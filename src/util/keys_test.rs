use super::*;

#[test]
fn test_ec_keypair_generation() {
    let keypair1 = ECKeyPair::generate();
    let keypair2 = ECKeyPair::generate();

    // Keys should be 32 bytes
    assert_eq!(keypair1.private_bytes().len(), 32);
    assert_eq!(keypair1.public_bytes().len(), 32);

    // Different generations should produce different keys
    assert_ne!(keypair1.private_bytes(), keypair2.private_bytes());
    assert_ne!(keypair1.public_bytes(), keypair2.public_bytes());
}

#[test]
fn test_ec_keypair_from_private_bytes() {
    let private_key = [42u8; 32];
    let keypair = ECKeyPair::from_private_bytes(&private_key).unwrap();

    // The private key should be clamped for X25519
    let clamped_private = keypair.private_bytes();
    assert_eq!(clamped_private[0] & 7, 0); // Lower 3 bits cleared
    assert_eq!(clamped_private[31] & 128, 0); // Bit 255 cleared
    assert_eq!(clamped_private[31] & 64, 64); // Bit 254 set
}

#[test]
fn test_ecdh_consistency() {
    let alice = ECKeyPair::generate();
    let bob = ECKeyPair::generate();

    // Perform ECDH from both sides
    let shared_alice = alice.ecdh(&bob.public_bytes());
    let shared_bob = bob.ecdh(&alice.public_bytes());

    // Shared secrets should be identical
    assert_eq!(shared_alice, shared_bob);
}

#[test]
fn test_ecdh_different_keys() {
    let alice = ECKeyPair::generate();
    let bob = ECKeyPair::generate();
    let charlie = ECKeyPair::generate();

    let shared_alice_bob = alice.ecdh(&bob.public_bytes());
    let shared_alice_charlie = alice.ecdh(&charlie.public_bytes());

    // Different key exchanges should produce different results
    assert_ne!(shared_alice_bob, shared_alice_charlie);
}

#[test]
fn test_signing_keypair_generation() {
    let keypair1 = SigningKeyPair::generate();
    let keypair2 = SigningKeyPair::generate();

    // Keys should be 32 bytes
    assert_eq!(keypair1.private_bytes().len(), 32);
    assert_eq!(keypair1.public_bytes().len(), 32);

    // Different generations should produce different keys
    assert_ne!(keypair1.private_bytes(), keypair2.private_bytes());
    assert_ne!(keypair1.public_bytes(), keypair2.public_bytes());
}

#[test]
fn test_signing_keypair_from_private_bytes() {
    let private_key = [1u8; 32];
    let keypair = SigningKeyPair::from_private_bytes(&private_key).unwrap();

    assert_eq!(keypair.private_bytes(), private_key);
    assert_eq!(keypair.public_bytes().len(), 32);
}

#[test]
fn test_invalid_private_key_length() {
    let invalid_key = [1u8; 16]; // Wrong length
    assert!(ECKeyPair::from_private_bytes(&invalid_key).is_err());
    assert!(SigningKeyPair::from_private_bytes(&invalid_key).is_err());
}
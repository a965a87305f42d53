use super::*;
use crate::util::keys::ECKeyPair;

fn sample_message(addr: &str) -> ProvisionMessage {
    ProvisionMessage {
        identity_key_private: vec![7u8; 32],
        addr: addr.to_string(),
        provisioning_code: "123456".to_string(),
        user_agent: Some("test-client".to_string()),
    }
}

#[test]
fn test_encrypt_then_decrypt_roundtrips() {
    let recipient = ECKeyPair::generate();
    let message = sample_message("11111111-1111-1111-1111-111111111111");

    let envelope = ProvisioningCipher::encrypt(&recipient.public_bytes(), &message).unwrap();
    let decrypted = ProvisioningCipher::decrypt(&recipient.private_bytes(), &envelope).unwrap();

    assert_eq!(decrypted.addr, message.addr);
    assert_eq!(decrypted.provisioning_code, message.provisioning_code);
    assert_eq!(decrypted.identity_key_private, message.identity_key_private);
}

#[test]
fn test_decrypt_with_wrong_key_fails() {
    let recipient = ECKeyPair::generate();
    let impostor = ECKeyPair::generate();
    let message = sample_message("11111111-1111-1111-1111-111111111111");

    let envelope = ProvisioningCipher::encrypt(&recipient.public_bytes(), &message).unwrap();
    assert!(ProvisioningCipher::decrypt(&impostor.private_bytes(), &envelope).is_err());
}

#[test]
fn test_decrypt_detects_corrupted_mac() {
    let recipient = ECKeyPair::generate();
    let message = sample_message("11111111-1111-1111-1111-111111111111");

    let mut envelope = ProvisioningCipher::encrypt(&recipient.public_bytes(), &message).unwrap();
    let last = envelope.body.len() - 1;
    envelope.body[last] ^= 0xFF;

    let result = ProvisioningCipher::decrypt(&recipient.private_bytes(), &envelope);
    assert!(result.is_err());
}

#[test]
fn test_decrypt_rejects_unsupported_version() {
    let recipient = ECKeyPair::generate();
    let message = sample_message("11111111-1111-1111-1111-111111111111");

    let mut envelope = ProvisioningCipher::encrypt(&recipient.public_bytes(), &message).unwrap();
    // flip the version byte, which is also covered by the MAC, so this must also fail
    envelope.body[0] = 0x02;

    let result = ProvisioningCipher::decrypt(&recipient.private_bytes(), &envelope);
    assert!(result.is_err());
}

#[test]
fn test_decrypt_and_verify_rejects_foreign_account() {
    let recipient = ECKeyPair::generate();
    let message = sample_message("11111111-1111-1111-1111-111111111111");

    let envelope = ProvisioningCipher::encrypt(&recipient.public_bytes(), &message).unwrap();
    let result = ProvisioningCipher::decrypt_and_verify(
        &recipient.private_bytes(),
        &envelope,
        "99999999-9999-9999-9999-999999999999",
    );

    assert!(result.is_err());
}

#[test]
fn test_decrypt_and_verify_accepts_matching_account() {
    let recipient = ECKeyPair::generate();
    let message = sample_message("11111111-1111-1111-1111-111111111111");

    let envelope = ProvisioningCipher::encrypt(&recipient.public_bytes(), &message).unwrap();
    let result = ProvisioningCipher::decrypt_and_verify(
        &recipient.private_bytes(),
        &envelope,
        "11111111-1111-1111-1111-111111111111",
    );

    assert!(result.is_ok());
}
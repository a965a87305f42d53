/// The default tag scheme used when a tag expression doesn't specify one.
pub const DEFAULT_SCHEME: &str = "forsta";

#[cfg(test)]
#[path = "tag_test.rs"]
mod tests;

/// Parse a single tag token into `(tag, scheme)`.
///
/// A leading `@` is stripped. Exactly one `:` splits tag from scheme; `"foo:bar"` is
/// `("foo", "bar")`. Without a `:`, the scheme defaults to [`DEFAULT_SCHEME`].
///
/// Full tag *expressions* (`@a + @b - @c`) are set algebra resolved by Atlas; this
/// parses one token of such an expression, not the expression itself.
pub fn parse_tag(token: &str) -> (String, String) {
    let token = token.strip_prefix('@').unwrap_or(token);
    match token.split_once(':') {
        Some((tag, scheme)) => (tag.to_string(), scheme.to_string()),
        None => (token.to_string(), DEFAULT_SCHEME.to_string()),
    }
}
= = = = =
WHAT YOU HAVE TO DO »
Each line above that contains the string "decrypted" counts once; give the number of such lines and nothing more.

EXERCISE OUTPUT »
4